Have you seen my voice?
Odd question, I know. Voice is associated with sound not sight. Still, I’ve been looking for it everywhere: writer’s retreats, a bedroom converted into a chic writing studio, the refrigerator, which is filled with brainpower snacks, specifically chocolate-mocha Haagen-Dazs (They say it cures writer’s block. I’ve dedicated years to working out the correct dosage). Yet while my words arranged on paper proved that I can hold my own with a comma and I’m no slouch when wielding a semicolon, the words themselves felt to me like hollow echo chambers; they ran in place bouncing off the keyboard onto the page but went nowhere.
Then one day last autumn, I was strolling through a street fair. I noticed two women standing behind a table display of seed packets wrapped attractively as gifts. Muse impulse or poor shopping-impulse control, it no longer matters which, prompted me to buy five of them.
So as not to feel guilty for spending $10. on seed packets that probably had a unit cost of eighty cents each, I went home and found the addresses of five people I’d fallen out of touch with for several years. For each note card, I thought that I’d be clever and enclose an inquiry: “Where will love blossom next in your life?”
Several weeks passed with no acknowledgement.
Naturally, I pulled out my journal to bask in rejection. I’d show them. I’d answer this query myself and rejoice in my own smug self-satisfaction that I was a lone word warrior.

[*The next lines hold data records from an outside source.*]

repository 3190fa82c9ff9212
mod engine_factory;
mod formatter_factory;
mod presenter_factory;

pub use engine_factory::EngineFactory;
pub use formatter_factory::FormatterFactory;
pub use presenter_factory::{PresenterFactory, PresenterType};
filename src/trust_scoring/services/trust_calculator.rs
use std::collections::HashSet;

use chrono::Utc;
use uuid::Uuid;

use crate::trust_scoring::domain::{
    clamp_score, round_score, Aspect, AspectAnalysis, Review, Sentiment, TrustScore,
};
use crate::trust_scoring::policies::score_bands::{
    ScoreBand, ASPECT_COMPONENT_WEIGHT, RATING_COMPONENT_WEIGHT,
};

use super::aspect_scorer::AspectScorer;

/// TrustCalculator produces the complete trust verdict for a product.
///
/// The overall score blends two components: the star ratings themselves
/// and the per-aspect text analysis. Verified purchases weigh into both.
/// The same inputs always produce the same verdict, which makes the
/// calculator usable both as the default engine and as the fallback when
/// an external engine fails.
pub struct TrustCalculator;

impl TrustCalculator {
    /// Compute the trust score for a product from its reviews.
    pub fn calculate(product_id: Uuid, reviews: &[Review]) -> TrustScore {
        if reviews.is_empty() {
            return Self::empty_score(product_id);
        }

        let rating_score = Self::rating_score(reviews);
        let aspect_analysis = AspectScorer::analyze(reviews);
        let aspect_mean = aspect_analysis.iter().map(|a| a.score).sum::<f64>()
            / aspect_analysis.len() as f64;

        let overall_score = round_score(clamp_score(
            RATING_COMPONENT_WEIGHT * rating_score + ASPECT_COMPONENT_WEIGHT * aspect_mean,
        ));
        let band = ScoreBand::for_score(overall_score);

        TrustScore {
            product_id,
            overall_score,
            total_reviews: reviews.len() as u32,
            summary: Self::summary(band, reviews),
            recommendation: Self::recommendation(band, &aspect_analysis),
            aspect_analysis,
            updated_at: Utc::now(),
        }
    }

    /// Weighted mean star rating mapped onto the 0-100 range.
    pub fn rating_score(reviews: &[Review]) -> f64 {
        let mut weighted = 0.0;
        let mut total_weight = 0.0;
        for review in reviews {
            weighted += review.weight() * review.rating.fraction();
            total_weight += review.weight();
        }
        if total_weight == 0.0 {
            return 50.0;
        }
        100.0 * weighted / total_weight
    }

    /// Neutral verdict served when no reviews could be gathered.
    fn empty_score(product_id: Uuid) -> TrustScore {
        let aspect_analysis = Aspect::ALL
            .into_iter()
            .map(|aspect| AspectAnalysis {
                aspect,
                score: 50.0,
                sentiment: Sentiment::Neutral,
                key_points: vec!["No reviews available to analyze".to_string()],
            })
            .collect();

        TrustScore {
            product_id,
            overall_score: 50.0,
            total_reviews: 0,
            aspect_analysis,
            summary: "No reviews found for this product".to_string(),
            recommendation: "consider - Not enough review data to make a recommendation"
                .to_string(),
            updated_at: Utc::now(),
        }
    }

    /// One-line description of the review base.
    fn summary(band: ScoreBand, reviews: &[Review]) -> String {
        let platforms: HashSet<_> = reviews.iter().map(|r| r.platform).collect();
        let mean_stars = reviews
            .iter()
            .map(|r| f64::from(r.rating.stars()))
            .sum::<f64>()
            / reviews.len() as f64;
        let noun = if platforms.len() == 1 {
            "platform"
        } else {
            "platforms"
        };

        format!(
            "{} across {} {} with an average rating of {:.1} stars",
            band.descriptor(),
            platforms.len(),
            noun,
            mean_stars
        )
    }

    /// Verdict plus the aspect that most supports or undermines it.
    fn recommendation(band: ScoreBand, aspects: &[AspectAnalysis]) -> String {
        let strongest = aspects
            .iter()
            .max_by(|a, b| a.score.total_cmp(&b.score))
            .map(|a| a.aspect.label())
            .unwrap_or("quality");
        let weakest = aspects
            .iter()
            .min_by(|a, b| a.score.total_cmp(&b.score))
            .map(|a| a.aspect.label())
            .unwrap_or("quality");

        match band {
            ScoreBand::High => format!(
                "buy - Reviewers consistently rate this product well and {} stands out",
                strongest
            ),
            ScoreBand::Moderate => format!(
                "consider - Generally positive reviews with reservations about {}",
                weakest
            ),
            ScoreBand::Low => format!(
                "avoid - Recurring complaints, especially about {}",
                weakest
            ),
        }
    }
}

#[cfg(test)]
mod tests {
    use super::*;
    use crate::trust_scoring::domain::{Platform, Rating};
    use chrono::NaiveDate;

    fn review(rating: u8, verified: bool, platform: Platform, text: &str) -> Review {
        Review {
            id: Uuid::new_v4(),
            product_id: Uuid::new_v4(),
            author: "Reviewer".to_string(),
            rating: Rating::new(rating).unwrap(),
            title: String::new(),
            content: text.to_string(),
            date: NaiveDate::from_ymd_opt(2024, 1, 10).unwrap(),
            verified,
            platform,
        }
    }

    fn glowing_reviews() -> Vec<Review> {
        vec![
            review(5, true, Platform::Amazon, "Excellent quality, fast delivery, great customer service"),
            review(5, true, Platform::Ebay, "Amazing quality, arrived on time, very helpful support"),
            review(5, false, Platform::Walmart, "Outstanding quality, perfect delivery, great service"),
        ]
    }

    fn damning_reviews() -> Vec<Review> {
        vec![
            review(1, true, Platform::Amazon, "Terrible quality, broke quickly, awful customer service"),
            review(1, true, Platform::Target, "Poor quality, late delivery, unhelpful support"),
            review(2, false, Platform::Walmart, "Bad quality, slow shipping, worst service"),
        ]
    }

    #[test]
    fn test_empty_reviews_give_neutral_verdict() {
        let product_id = Uuid::new_v4();
        let score = TrustCalculator::calculate(product_id, &[]);

        assert_eq!(score.product_id, product_id);
        assert_eq!(score.overall_score, 50.0);
        assert_eq!(score.total_reviews, 0);
        assert!(score.recommendation.starts_with("consider"));
        for analysis in &score.aspect_analysis {
            assert_eq!(analysis.score, 50.0);
            assert_eq!(analysis.sentiment, Sentiment::Neutral);
        }
        assert!(score.validate().is_ok());
    }

    #[test]
    fn test_glowing_reviews_recommend_buying() {
        let score = TrustCalculator::calculate(Uuid::new_v4(), &glowing_reviews());

        assert!(score.overall_score >= 80.0);
        assert!(score.recommendation.starts_with("buy"));
        assert!(score.summary.starts_with("Strongly positive reviews"));
        assert_eq!(score.total_reviews, 3);
        assert!(score.validate().is_ok());
    }

    #[test]
    fn test_damning_reviews_recommend_avoiding() {
        let score = TrustCalculator::calculate(Uuid::new_v4(), &damning_reviews());

        assert!(score.overall_score < 60.0);
        assert!(score.recommendation.starts_with("avoid"));
        assert!(score.summary.starts_with("Largely negative reviews"));
        assert!(score.validate().is_ok());
    }

    #[test]
    fn test_summary_counts_distinct_platforms() {
        let reviews = vec![
            review(4, true, Platform::Amazon, "good quality"),
            review(4, true, Platform::Amazon, "good quality again"),
        ];
        let score = TrustCalculator::calculate(Uuid::new_v4(), &reviews);
        assert!(score.summary.contains("1 platform "));
        assert!(score.summary.contains("4.0 stars"));
    }

    #[test]
    fn test_rating_score_weights_verified_reviews() {
        let balanced = vec![
            review(5, false, Platform::Amazon, "no keywords here"),
            review(1, false, Platform::Ebay, "no keywords here"),
        ];
        assert_eq!(TrustCalculator::rating_score(&balanced), 50.0);

        let tilted = vec![
            review(5, true, Platform::Amazon, "no keywords here"),
            review(1, false, Platform::Ebay, "no keywords here"),
        ];
        assert!(TrustCalculator::rating_score(&tilted) > 50.0);
    }

    #[test]
    fn test_same_reviews_give_same_verdict() {
        let reviews = glowing_reviews();
        let first = TrustCalculator::calculate(Uuid::new_v4(), &reviews);
        let second = TrustCalculator::calculate(Uuid::new_v4(), &reviews);

        assert_eq!(first.overall_score, second.overall_score);
        assert_eq!(first.summary, second.summary);
        assert_eq!(first.recommendation, second.recommendation);
        assert_eq!(
            first.aspect_analysis.len(),
            second.aspect_analysis.len()
        );
        for (a, b) in first.aspect_analysis.iter().zip(&second.aspect_analysis) {
            assert_eq!(a.score, b.score);
            assert_eq!(a.sentiment, b.sentiment);
            assert_eq!(a.key_points, b.key_points);
        }
    }

    #[test]
    fn test_overall_blends_ratings_and_aspects() {
        // High stars with no aspect mentions: aspects sit at neutral 50,
        // so the overall lands between the rating score and 50.
        let reviews = vec![
            review(5, true, Platform::Amazon, "nothing relevant"),
            review(5, true, Platform::Ebay, "nothing relevant"),
        ];
        let score = TrustCalculator::calculate(Uuid::new_v4(), &reviews);
        // rating component 100, aspect component 50
        assert_eq!(score.overall_score, 80.0);
    }
}
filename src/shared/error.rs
use std::fmt;
use std::path::PathBuf;
use thiserror::Error;

/// Exit codes for the CLI application.
///
/// These codes allow CI systems to distinguish between different
/// types of failures and successes.
#[derive(Debug, Clone, Copy, PartialEq, Eq)]
#[repr(i32)]
pub enum ExitCode {
    /// Success
    Success = 0,
    /// Invalid command-line arguments (clap parsing errors)
    InvalidArguments = 2,
    /// Application error (engine error, storage error, file I/O error, etc.)
    ApplicationError = 3,
}

impl ExitCode {
    /// Convert to i32 for use with std::process::exit
    pub fn as_i32(self) -> i32 {
        self as i32
    }
}

impl fmt::Display for ExitCode {
    fn fmt(&self, f: &mut fmt::Formatter<'_>) -> fmt::Result {
        match self {
            ExitCode::Success => write!(f, "Success (0)"),
            ExitCode::InvalidArguments => write!(f, "Invalid Arguments (2)"),
            ExitCode::ApplicationError => write!(f, "Application Error (3)"),
        }
    }
}

/// Application-specific errors for trust analysis.
///
/// Uses thiserror to derive Display and Error traits automatically.
/// Variants that surface through the REST API keep their message on a
/// single plain line; variants that only reach the CLI carry a hint.
#[derive(Debug, Error)]
pub enum TrustLensError {
    /// Rejected product submission (bad name, URL, or description)
    #[error("Invalid product submission: {message}")]
    Validation { message: String },

    /// Lookup by an id that matches no stored product
    #[error("Product not found")]
    ProductNotFound,

    /// Database failure; the underlying cause stays out of API responses
    #[error("Storage operation failed")]
    Storage {
        #[source]
        source: anyhow::Error,
    },

    #[error("Invalid configuration: {message}\n\n💡 Hint: {hint}")]
    Config { message: String, hint: String },

    #[error("Failed to write report: {path}\nDetails: {details}\n\n💡 Hint: Please verify that the directory exists and you have write permissions")]
    ReportWriteError { path: PathBuf, details: String },

    #[error("Security violation: {path}\nReason: {reason}\n\n💡 Hint: {hint}")]
    SecurityError {
        path: PathBuf,
        reason: String,
        hint: String,
    },
}

impl TrustLensError {
    /// Wrap an adapter failure as a storage error.
    pub fn storage(source: anyhow::Error) -> Self {
        TrustLensError::Storage { source }
    }
}
use axum::http::StatusCode;
use axum::response::{IntoResponse, Json, Response};

use crate::shared::error::TrustLensError;

/// Error shape served to API clients
///
/// Every error body is `{"detail": "..."}`. Validation problems map to
/// 422, unknown products to 404 and everything else to an opaque 500;
/// internal detail only goes to the logs, never to the client.
#[derive(Debug)]
pub struct ApiError {
    status: StatusCode,
    detail: String,
}

impl ApiError {
    #[cfg(test)]
    pub fn status(&self) -> StatusCode {
        self.status
    }
}

impl From<TrustLensError> for ApiError {
    fn from(error: TrustLensError) -> Self {
        let status = match &error {
            TrustLensError::Validation { .. } => StatusCode::UNPROCESSABLE_ENTITY,
            TrustLensError::ProductNotFound => StatusCode::NOT_FOUND,
            _ => StatusCode::INTERNAL_SERVER_ERROR,
        };

        if status == StatusCode::INTERNAL_SERVER_ERROR {
            tracing::error!("request failed: {:#}", anyhow::Error::from(error));
            return Self {
                status,
                detail: "Internal server error".to_string(),
            };
        }

        Self {
            status,
            detail: error.to_string(),
        }
    }
}

impl IntoResponse for ApiError {
    fn into_response(self) -> Response {
        let body = Json(serde_json::json!({ "detail": self.detail }));
        (self.status, body).into_response()
    }
}
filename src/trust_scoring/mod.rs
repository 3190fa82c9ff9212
pub mod domain;
pub mod policies;
pub mod services;
use async_trait::async_trait;
use dashmap::DashMap;
use std::sync::Arc;
use uuid::Uuid;

use crate::ports::outbound::{ReviewSource, ReviewSubject};
use crate::shared::Result;
use crate::trust_scoring::domain::{Platform, Review};

/// Cache key for collected reviews. Reviews belong to a product listing,
/// so the key is the listing identity rather than our internal product id,
/// which changes on every analysis.
#[derive(Debug, Clone, Hash, Eq, PartialEq)]
struct CacheKey {
    name: String,
    url: Option<String>,
}

impl CacheKey {
    fn new(subject: &ReviewSubject) -> Self {
        Self {
            name: subject.name.to_lowercase(),
            url: subject.url.clone(),
        }
    }
}

/// CachingReviewSource wraps a ReviewSource and adds in-memory caching.
///
/// This adapter implements the decorator pattern to add caching capability
/// to any ReviewSource implementation. The cache is thread-safe and
/// suitable for concurrent access.
///
/// A cache hit re-attributes the stored reviews to the product currently
/// being analyzed and gives them fresh review ids, so storage never sees
/// duplicate keys when the same listing is analyzed twice.
pub struct CachingReviewSource<S: ReviewSource> {
    inner: S,
    cache: Arc<DashMap<CacheKey, Vec<Review>>>,
}

impl<S: ReviewSource> CachingReviewSource<S> {
    /// Creates a new caching source wrapping the given inner source
    pub fn new(inner: S) -> Self {
        Self {
            inner,
            cache: Arc::new(DashMap::new()),
        }
    }

    /// Returns the current cache size (for testing/monitoring)
    #[cfg(test)]
    pub fn cache_size(&self) -> usize {
        self.cache.len()
    }

    fn reattribute(cached: &[Review], subject: &ReviewSubject) -> Vec<Review> {
        cached
            .iter()
            .map(|review| {
                let mut review = review.clone();
                review.id = Uuid::new_v4();
                review.product_id = subject.product_id;
                review
            })
            .collect()
    }
}

#[async_trait]
impl<S: ReviewSource> ReviewSource for CachingReviewSource<S> {
    fn platform(&self) -> Platform {
        self.inner.platform()
    }

    async fn fetch_reviews(&self, subject: &ReviewSubject) -> Result<Vec<Review>> {
        let key = CacheKey::new(subject);

        // Check cache first
        if let Some(cached) = self.cache.get(&key) {
            return Ok(Self::reattribute(&cached, subject));
        }

        // Cache miss: collect from the inner source
        let reviews = self.inner.fetch_reviews(subject).await?;

        // Only successful lookups are cached; a failing marketplace gets
        // retried on the next analysis.
        self.cache.insert(key, reviews.clone());

        Ok(reviews)
    }
}

#[cfg(test)]
mod tests {
    use super::*;
    use chrono::NaiveDate;
    use std::sync::atomic::{AtomicUsize, Ordering};

    /// Mock source for testing that tracks call counts
    struct CountingSource {
        call_count: AtomicUsize,
        fail: bool,
    }

    impl CountingSource {
        fn new(fail: bool) -> Self {
            Self {
                call_count: AtomicUsize::new(0),
                fail,
            }
        }

        fn calls(&self) -> usize {
            self.call_count.load(Ordering::SeqCst)
        }
    }

    #[async_trait]
    impl ReviewSource for CountingSource {
        fn platform(&self) -> Platform {
            Platform::Amazon
        }

        async fn fetch_reviews(&self, subject: &ReviewSubject) -> Result<Vec<Review>> {
            self.call_count.fetch_add(1, Ordering::SeqCst);
            if self.fail {
                anyhow::bail!("marketplace down");
            }
            Ok(vec![Review {
                id: Uuid::new_v4(),
                product_id: subject.product_id,
                author: "A".to_string(),
                rating: crate::trust_scoring::domain::Rating::new(4).unwrap(),
                title: "T".to_string(),
                content: "C".to_string(),
                date: NaiveDate::from_ymd_opt(2024, 2, 1).unwrap(),
                verified: true,
                platform: Platform::Amazon,
            }])
        }
    }

    fn subject_named(name: &str) -> ReviewSubject {
        ReviewSubject {
            product_id: Uuid::new_v4(),
            name: name.to_string(),
            url: None,
        }
    }

    #[tokio::test]
    async fn test_second_lookup_hits_the_cache() {
        let source = CachingReviewSource::new(CountingSource::new(false));

        source.fetch_reviews(&subject_named("Lamp")).await.unwrap();
        source.fetch_reviews(&subject_named("Lamp")).await.unwrap();

        assert_eq!(source.inner.calls(), 1);
        assert_eq!(source.cache_size(), 1);
    }

    #[tokio::test]
    async fn test_cache_key_ignores_name_case() {
        let source = CachingReviewSource::new(CountingSource::new(false));

        source.fetch_reviews(&subject_named("Lamp")).await.unwrap();
        source.fetch_reviews(&subject_named("LAMP")).await.unwrap();

        assert_eq!(source.inner.calls(), 1);
    }

    #[tokio::test]
    async fn test_different_listings_miss_the_cache() {
        let source = CachingReviewSource::new(CountingSource::new(false));

        source.fetch_reviews(&subject_named("Lamp")).await.unwrap();
        source.fetch_reviews(&subject_named("Kettle")).await.unwrap();

        assert_eq!(source.inner.calls(), 2);
    }

    #[tokio::test]
    async fn test_cache_hit_reattributes_ownership() {
        let source = CachingReviewSource::new(CountingSource::new(false));

        let first = subject_named("Lamp");
        let second = subject_named("Lamp");
        let original = source.fetch_reviews(&first).await.unwrap();
        let cached = source.fetch_reviews(&second).await.unwrap();

        assert_eq!(cached[0].product_id, second.product_id);
        assert_ne!(cached[0].product_id, original[0].product_id);
        assert_ne!(cached[0].id, original[0].id);
        assert_eq!(cached[0].content, original[0].content);
    }

    #[tokio::test]
    async fn test_failures_are_not_cached() {
        let source = CachingReviewSource::new(CountingSource::new(true));

        assert!(source.fetch_reviews(&subject_named("Lamp")).await.is_err());
        assert!(source.fetch_reviews(&subject_named("Lamp")).await.is_err());

        assert_eq!(source.inner.calls(), 2);
        assert_eq!(source.cache_size(), 0);
    }
}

Where will love blossom next in my life? Hmm. That was a puzzler. I couldn’t work out the problem-solving angle or think my way around it. The emptiness of the blank page mirrored the emptiness within me. It was uncomfortable like scratchy underwear. I couldn’t turn back though. I put that query out there and if I ignored it myself I couldn’t justify my ego bruise.
‘Where’ meant going not to a retreat, my studio or the refrigerator, but to a place of vulnerability. Where did I feel that emptiness in my body? The question triggered my heart to race so fast it felt like a ping-pong ball trapped in my chest. I took several deep breaths and allowed it to lead the way.
I share with you five places to explore for meaning in your writing practice.
1. Make a list of five people whom you miss having in your life.
Pick up the phone and call each one. Start the conversation anew. Don’t allow anxiety about what to say stop you. Trust that the words will come.
2. Brainstorm 100 words about a person whom you love. Next, imagine that you’re creating a painter’s palette by group similar words together like hues of color. Then, with your pen as the brush and the paper as your canvas, create a message that speaks to who this person is in your life. Send this note.
3. Celebrate laughter. When people laugh in conversation with you, ask why what you said was humorous. Celebrate who you’re both being in that moment.
4. Listen with unconditional love. Where do you see pain among your family members or friends? Ask what is hard for them to be with. Listen without judgment, a proposed solution or comment. Simply be there and share the space.
5. Practice voice play. For one week, note all the different voices that surround you: birds, the wind, children, people and animals. What are they saying? What’s your heart saying back?
Without realizing it, my inquiry planted a self-discovery bulb last fall. Through the cold winter months, I felt the ‘wheres’ unfold gradually and I found that my voice within my heart. Now with the spring buds, I am grateful for the journey and I trust my heart along this continuous path.
I hope one or more of the above bring you to a new place in your writing practice—the place where your voice lives. Where love will blossom next in your life?